Professionals must remember:

  • Threats are often used as psychological weapons, not physical ones, until that weapon stops working.

  • A threat that hasn’t been acted on doesn’t mean it won’t be, even years later.

  • The tipping point for violence is often the moment a perpetrator feels they are losing control.

This kind of minimisation puts lives at risk. Frontline professionals must be trained to assess the function of a threat, not just its history or frequency.

And it’s important to understand:

Victims may appear confused about their own fear, often because they’ve been conditioned to rationalise it. But their fear is very often justified.

The Case of Yazmina D’Argent: A Devastating Reality

Let’s consider the tragic case of Yazmina D’Argent, who was murdered by her dangerously entitled father, Ramazan Acar, a man who terrorised her mother, Rachelle, throughout their relationship.
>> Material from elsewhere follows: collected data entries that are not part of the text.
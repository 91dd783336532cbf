//! Members Entity Module

pub mod member;

pub use member::*;
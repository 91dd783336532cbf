//! 테스트용 인메모리 저장소
//!
//! MongoDB/Redis 없이 서비스와 미들웨어를 검증할 때 사용합니다.

use std::collections::HashMap;
use std::sync::Mutex;

use async_trait::async_trait;
use mongodb::bson::oid::ObjectId;

use crate::core::errors::{AppError, AppResult};
use crate::domain::entities::members::Member;
use crate::repositories::members::MemberStore;
use crate::repositories::tokens::{refresh_token_key, RefreshTokenStore};

/// `RT:<memberId>` 키를 그대로 사용하는 리프레시 토큰 저장소
#[derive(Default)]
pub struct InMemoryRefreshTokenStore {
    entries: Mutex<HashMap<String, String>>,
    lookups: Mutex<usize>,
}

impl InMemoryRefreshTokenStore {
    pub fn contains(&self, member_id: &str) -> bool {
        self.entries.lock().unwrap().contains_key(&refresh_token_key(member_id))
    }

    /// `find` 호출 횟수
    pub fn lookups(&self) -> usize {
        *self.lookups.lock().unwrap()
    }
}

#[async_trait]
impl RefreshTokenStore for InMemoryRefreshTokenStore {
    async fn save(&self, member_id: &str, refresh_token: &str, ttl_seconds: u64) -> AppResult<()> {
        if ttl_seconds == 0 {
            return Err(AppError::ValidationError("TTL cannot be zero".to_string()));
        }
        self.entries
            .lock()
            .unwrap()
            .insert(refresh_token_key(member_id), refresh_token.to_string());
        Ok(())
    }

    async fn find(&self, member_id: &str) -> AppResult<Option<String>> {
        *self.lookups.lock().unwrap() += 1;
        Ok(self.entries.lock().unwrap().get(&refresh_token_key(member_id)).cloned())
    }

    async fn delete(&self, member_id: &str) -> AppResult<()> {
        self.entries.lock().unwrap().remove(&refresh_token_key(member_id));
        Ok(())
    }
}

#[derive(Default)]
pub struct InMemoryMemberStore {
    members: Mutex<Vec<Member>>,
}

#[async_trait]
impl MemberStore for InMemoryMemberStore {
    async fn exists_by_email(&self, email: &str) -> AppResult<bool> {
        Ok(self.members.lock().unwrap().iter().any(|m| m.email == email))
    }

    async fn find_by_email(&self, email: &str) -> AppResult<Option<Member>> {
        Ok(self.members.lock().unwrap().iter().find(|m| m.email == email).cloned())
    }

    async fn find_by_id(&self, id: &str) -> AppResult<Option<Member>> {
        let object_id = ObjectId::parse_str(id)
            .map_err(|_| AppError::ValidationError("유효하지 않은 ID 형식입니다".to_string()))?;

        Ok(self
            .members
            .lock()
            .unwrap()
            .iter()
            .find(|m| m.id == Some(object_id))
            .cloned())
    }

    async fn save(&self, mut member: Member) -> AppResult<Member> {
        let mut members = self.members.lock().unwrap();
        if members.iter().any(|m| m.email == member.email) {
            return Err(AppError::BadRequest("이미 존재하는 이메일입니다.".to_string()));
        }

        member.id = Some(ObjectId::new());
        members.push(member.clone());
        Ok(member)
    }
}
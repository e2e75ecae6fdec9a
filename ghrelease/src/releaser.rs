use anyhow::Result;

use crate::assets::resolve_assets;
use crate::changelog::Changes;
use crate::cli::Args;
use crate::config::{self, Configuration};
use crate::env::Environment;
use crate::error::Result as ReleaseResult;
use crate::fs::LocalFs;
use crate::github::GitHubClient;
use crate::release::Release;
use crate::repository::ActionsRepository;

/// A release that passed every check and is ready to publish.
#[derive(Debug)]
pub struct Prepared {
    pub config: Configuration,
    pub token: String,
    pub release: Release,
}

pub struct Releaser<E> {
    args: Args,
    env: E,
}

impl<E: Environment> Releaser<E> {
    pub fn new(args: Args, env: E) -> Self {
        Self { args, env }
    }

    /// Resolve configuration, assets, identity and body, in that order.
    pub fn prepare(&self) -> ReleaseResult<Prepared> {
        let mut release = Release::default();
        let mut changes = Changes::default();

        let (config, token) = Configuration::resolve(&self.env, &mut release, &mut changes)?;

        let workspace = config::workspace(&self.env);
        release.assets = resolve_assets(&workspace, &self.args.assets)?;
        tracing::info!("Attaching {} asset(s)", release.assets.len());

        let mut repository = ActionsRepository::new(&self.env);
        config.hydrate(&mut repository, &mut changes.version, &mut release)?;

        tracing::info!(
            "Reading changes for {} from {}",
            changes.version,
            changes.file().display()
        );
        config.release_body(&mut changes, &LocalFs, &mut release)?;

        Ok(Prepared {
            config,
            token,
            release,
        })
    }

    pub async fn run(&self) -> Result<()> {
        let Prepared {
            config,
            token,
            release,
        } = self.prepare()?;

        if self.args.dry_run {
            tracing::info!("Dry run, not publishing");
            println!("{}", serde_json::to_string_pretty(&release)?);
            return Ok(());
        }

        let github_client = GitHubClient::new(token)?;
        let remote = config.publish(&release, &github_client).await?;

        tracing::info!("Release URL: {}", remote.html_url);
        Ok(())
    }
}
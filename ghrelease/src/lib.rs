//! # ghrelease
//!
//! Publish a GitHub release from a CI job, using the matching section of
//! `CHANGELOG.md` as the release notes.
//!
//! ## Overview
//!
//! `ghrelease` reads its settings from the environment of a GitHub Actions
//! run, works out the project, commit and tag being released, extracts the
//! notes for that version from the changelog and publishes the release,
//! attaching any files given on the command line.
//!
//! ## Usage
//!
//! ```bash
//! # Publish the release for the tag in GITHUB_REF
//! ghrelease
//!
//! # Attach build artifacts
//! ghrelease 'dist/*.tar.gz' dist/SHA256SUMS
//!
//! # Print the assembled release without publishing
//! ghrelease --dry-run
//! ```
//!
//! ## Configuration
//!
//! | Variable | Meaning |
//! |---|---|
//! | `GITHUB_TOKEN` | API token (required) |
//! | `ALLOW_EMPTY_CHANGELOG` | publish even when the changelog section is empty |
//! | `ALLOW_TAG_PREFIX` | accept tags such as `v1.0.0` for version `1.0.0` |
//! | `RELEASE_NAME` | fixed release name |
//! | `RELEASE_NAME_PREFIX` / `RELEASE_NAME_POSTFIX` | wrap the tag to build the name |
//! | `DRAFT_RELEASE` / `PRE_RELEASE` | release flags |
//! | `CHANGELOG_FILE` | changelog path inside the workspace |
//!
//! Boolean variables are enabled only by the value `true`.

/// Expansion of asset arguments into files
pub mod assets;

/// Markdown changelog parsing
pub mod changelog;

/// Command-line interface definitions and argument parsing
pub mod cli;

/// Configuration resolved from the environment
pub mod config;

/// Environment variable access
pub mod env;

/// Error types and error handling utilities
pub mod error;

/// Filesystem access for the changelog
pub mod fs;

/// GitHub API client for creating releases and uploading assets
pub mod github;

/// Hosting service abstraction
pub mod hosting;

/// Hydration, validation and publishing stages
pub mod pipeline;

/// Release and asset records
pub mod release;

/// Top-level run sequencing
pub mod releaser;

/// Repository facts from the CI environment
pub mod repository;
Acar frequently made threats toward Rachelle, threats he often used as a psychological weapon. Many were never acted upon. He also idolised their daughter, Yazmina. So although Rachelle lived in constant fear of how his behaviour could escalate toward her, she never believed he would harm their child.

Like many survivors, Rachelle battled the dual realities of fear and rationalisation.

She feared his unpredictable nature, but she also reassured herself:

“He’s just trying to hurt me.”

“He loves our daughter.”

“Maybe this is just another empty threat.”

But when the final threat came, this time directed at their child, Rachelle couldn’t shake the dread. Still, her mind clung to the long list of threats he hadn’t acted on before.

This time, he followed through.

Acar carried out the most ultimate and irreversible act of violence:

He killed Yazmina.

This tragic case serves as a stark reminder that threats should never be overlooked, no matter how long they have existed, whether action has been taken in the past, or how improbable it seems that a perpetrator would act.

Statistics show that 1 in 2 perpetrators will carry out a threat.

Therefore, we must treat every threat seriously, assuming that any perpetrator has the potential to act, regardless of whether the threat is recent or from the past.